Madame did not believe in comforting a punished student; she pushed me unceremoniously off her lap and told me to get back to work. Manuel, however, did put an arm around my shoulders and give me a little squeeze before he sat down again to play the piano. Had he done that to anyone else? I hadn't noticed. I didn't want to think so. I suppose that, after all, this was the beginning of my erotic experience of spanking. That night I went to sleep thinking of Manuel, and I could not separate these thoughts from the memory of Madame's thighs under my tummy, and her pointer striking my backside.
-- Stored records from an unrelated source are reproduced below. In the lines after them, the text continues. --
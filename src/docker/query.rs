use std::collections::HashSet;
use std::io::Read;
use std::process::{Child, Command, Stdio};
use std::time::{Duration, Instant};

const DEFAULT_TIMEOUT: Duration = Duration::from_secs(5);
const POLL_INTERVAL: Duration = Duration::from_millis(25);

/// Result of `DockerQuery::running_names`: distinguishes "the runtime
/// answered, and no containers are running" from "the runtime could
/// not be reached at all". Reaping must treat `Unknown` as "do not
/// reclaim" — preferring stale allocations over wrongly freeing ports
/// out from under a container that is, in fact, still running.
#[derive(Debug, Clone)]
pub enum RunningNames {
    Known(HashSet<String>),
    Unknown,
}

/// Thin wrapper around container-runtime CLI queries. Every operation
/// has a bounded timeout, default 5s.
#[derive(Debug, Clone)]
pub struct DockerQuery {
    binary: String,
    timeout: Duration,
}

impl Default for DockerQuery {
    fn default() -> Self {
        Self::new("docker")
    }
}

impl DockerQuery {
    pub fn new(binary: impl Into<String>) -> Self {
        Self {
            binary: binary.into(),
            timeout: DEFAULT_TIMEOUT,
        }
    }

    pub fn with_timeout(mut self, timeout: Duration) -> Self {
        self.timeout = timeout;
        self
    }

    fn command(&self) -> Command {
        Command::new(&self.binary)
    }

    /// The runtime binary this instance shells out to (e.g. `"docker"`
    /// or a test double). Exposed so callers that need to spawn a raw
    /// `Command` themselves, such as the launcher's detached `run`,
    /// stay pointed at the same binary as every other query.
    pub fn binary(&self) -> &str {
        &self.binary
    }

    /// Names of all currently-running containers, or `Unknown` if the
    /// runtime is unreachable or the invocation times out.
    pub fn running_names(&self) -> RunningNames {
        let mut cmd = self.command();
        cmd.args(["ps", "--format", "{{.Names}}"]);
        match run_with_timeout(cmd, self.timeout) {
            Ok(output) if output.status.success() => {
                let names = String::from_utf8_lossy(&output.stdout)
                    .lines()
                    .map(|s| s.trim().to_string())
                    .filter(|s| !s.is_empty())
                    .collect();
                RunningNames::Known(names)
            }
            _ => {
                log::warn!("docker ps failed or timed out; treating runtime as unreachable");
                RunningNames::Unknown
            }
        }
    }

    /// `true` iff an image with this tag is present locally.
    pub fn image_exists(&self, tag: &str) -> bool {
        let mut cmd = self.command();
        cmd.args(["images", "-q", tag]);
        match run_with_timeout(cmd, self.timeout) {
            Ok(output) => output.status.success() && !output.stdout.is_empty(),
            Err(_) => false,
        }
    }

    /// Best-effort kill; success means the container is gone afterward
    /// (an already-absent container is not an error).
    pub fn kill(&self, name: &str) -> bool {
        let mut cmd = self.command();
        cmd.args(["kill", name]);
        run_with_timeout(cmd, self.timeout).is_ok()
    }

    /// Best-effort force-remove.
    pub fn remove(&self, name: &str) -> bool {
        let mut cmd = self.command();
        cmd.args(["rm", "-f", name]);
        run_with_timeout(cmd, self.timeout).is_ok()
    }

    /// Run `argv` inside the named container, returning combined
    /// stdout on success.
    pub fn exec(&self, name: &str, argv: &[&str], timeout: Duration) -> Option<Vec<u8>> {
        let mut cmd = self.command();
        cmd.arg("exec").arg(name).args(argv);
        match run_with_timeout(cmd, timeout) {
            Ok(output) if output.status.success() => Some(output.stdout),
            _ => None,
        }
    }

    /// Run an arbitrary `docker <args>` invocation (used by the
    /// launcher to issue `run --detach ...`), returning the raw output
    /// so the caller can classify stderr and decide whether to retry.
    pub fn run_raw(&self, args: &[String], timeout: Duration) -> std::io::Result<std::process::Output> {
        let mut cmd = self.command();
        cmd.args(args);
        run_with_timeout(cmd, timeout)
    }
}

fn run_with_timeout(mut cmd: Command, timeout: Duration) -> std::io::Result<std::process::Output> {
    cmd.stdin(Stdio::null());
    cmd.stdout(Stdio::piped());
    cmd.stderr(Stdio::piped());
    let mut child: Child = cmd.spawn()?;

    let mut stdout_pipe = child.stdout.take();
    let mut stderr_pipe = child.stderr.take();
    let stdout_thread = std::thread::spawn(move || {
        let mut buf = Vec::new();
        if let Some(p) = stdout_pipe.as_mut() {
            let _ = p.read_to_end(&mut buf);
        }
        buf
    });
    let stderr_thread = std::thread::spawn(move || {
        let mut buf = Vec::new();
        if let Some(p) = stderr_pipe.as_mut() {
            let _ = p.read_to_end(&mut buf);
        }
        buf
    });

    let deadline = Instant::now() + timeout;
    let status = loop {
        if let Some(status) = child.try_wait()? {
            break status;
        }
        if Instant::now() >= deadline {
            let _ = child.kill();
            let _ = child.wait();
            return Err(std::io::Error::new(
                std::io::ErrorKind::TimedOut,
                "command timed out",
            ));
        }
        std::thread::sleep(POLL_INTERVAL);
    };

    let stdout = stdout_thread.join().unwrap_or_default();
    let stderr = stderr_thread.join().unwrap_or_default();
    Ok(std::process::Output {
        status,
        stdout,
        stderr,
    })
}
That incident marked the beginning of a dual obsession: I had an intense crush on Manuel; and the eortic excitement I felt in his presence seemed directly associated with fantasies about spanking. Awkward and embarrassing as it was to go through a the remainder of a class with my buttocks stinging from Madame's pointer, it was stimulating as well. In bed at night I would imagine that Madame was spanking me, as in real life but on a bare bottom as I lay across Manuel's lap. I did not actively seek to be punished again: I took too much pride in my work to make mistakes deliberately. But I was punished occasionally during my first months. Each time I felt Manuel's embrace after a spanking I became more convinced that my fascination with him was reciprocated. I began unaccountably to wish that madame would spank me much harder, hard enough to justify tears and sobbing, so that I could throw myself into Manuel's arms and weep for a long time.

Eventually I did find Manuel comforting me as I wept, but it was not the situation I had wished for. I was making every effort to be around Manuel. He would let me sit beside him on the piano bench and play a bass continuo while he improvised above. One day, when class was over and the studio almost empty, he showed no sign of being in a hurry to leave. I moved my little butt over, sitting closer and closer to him and at last I whispered that I loved him.

His reaction was horribly humiliating: he laughed loudly, then turned to me and said, "What are you, nuts? How old are you, anyway? I'm not interested in little kids." I heard my own wail of dismay as if it were coming from someone else's mouth, and then I was crying with my head on Manuel's chest while he patted my back with what felt like a forced show of patience. Or maybe it was distaste-- I was very sweaty.

After that I became very sad. Manuel was always around and it was impossible to ignore him or not to think of him. His rejection made me realize how lonely I was in New York. I lived with Marie and her mother and four other girls in an apartment with basically three rooms. The complete lack of privacy in the apartment only made the loneliness worse. Marie at least had her mother: a source of great envy on my part, especially when I saw Marie scolded or punished. Why was this? I suppose my new erotic feelings about spanking came together with my wish to have someone care about me enough to punish me in the intimacy of a bedroom and on my bare bottom, not over a piano bench and with a pointer.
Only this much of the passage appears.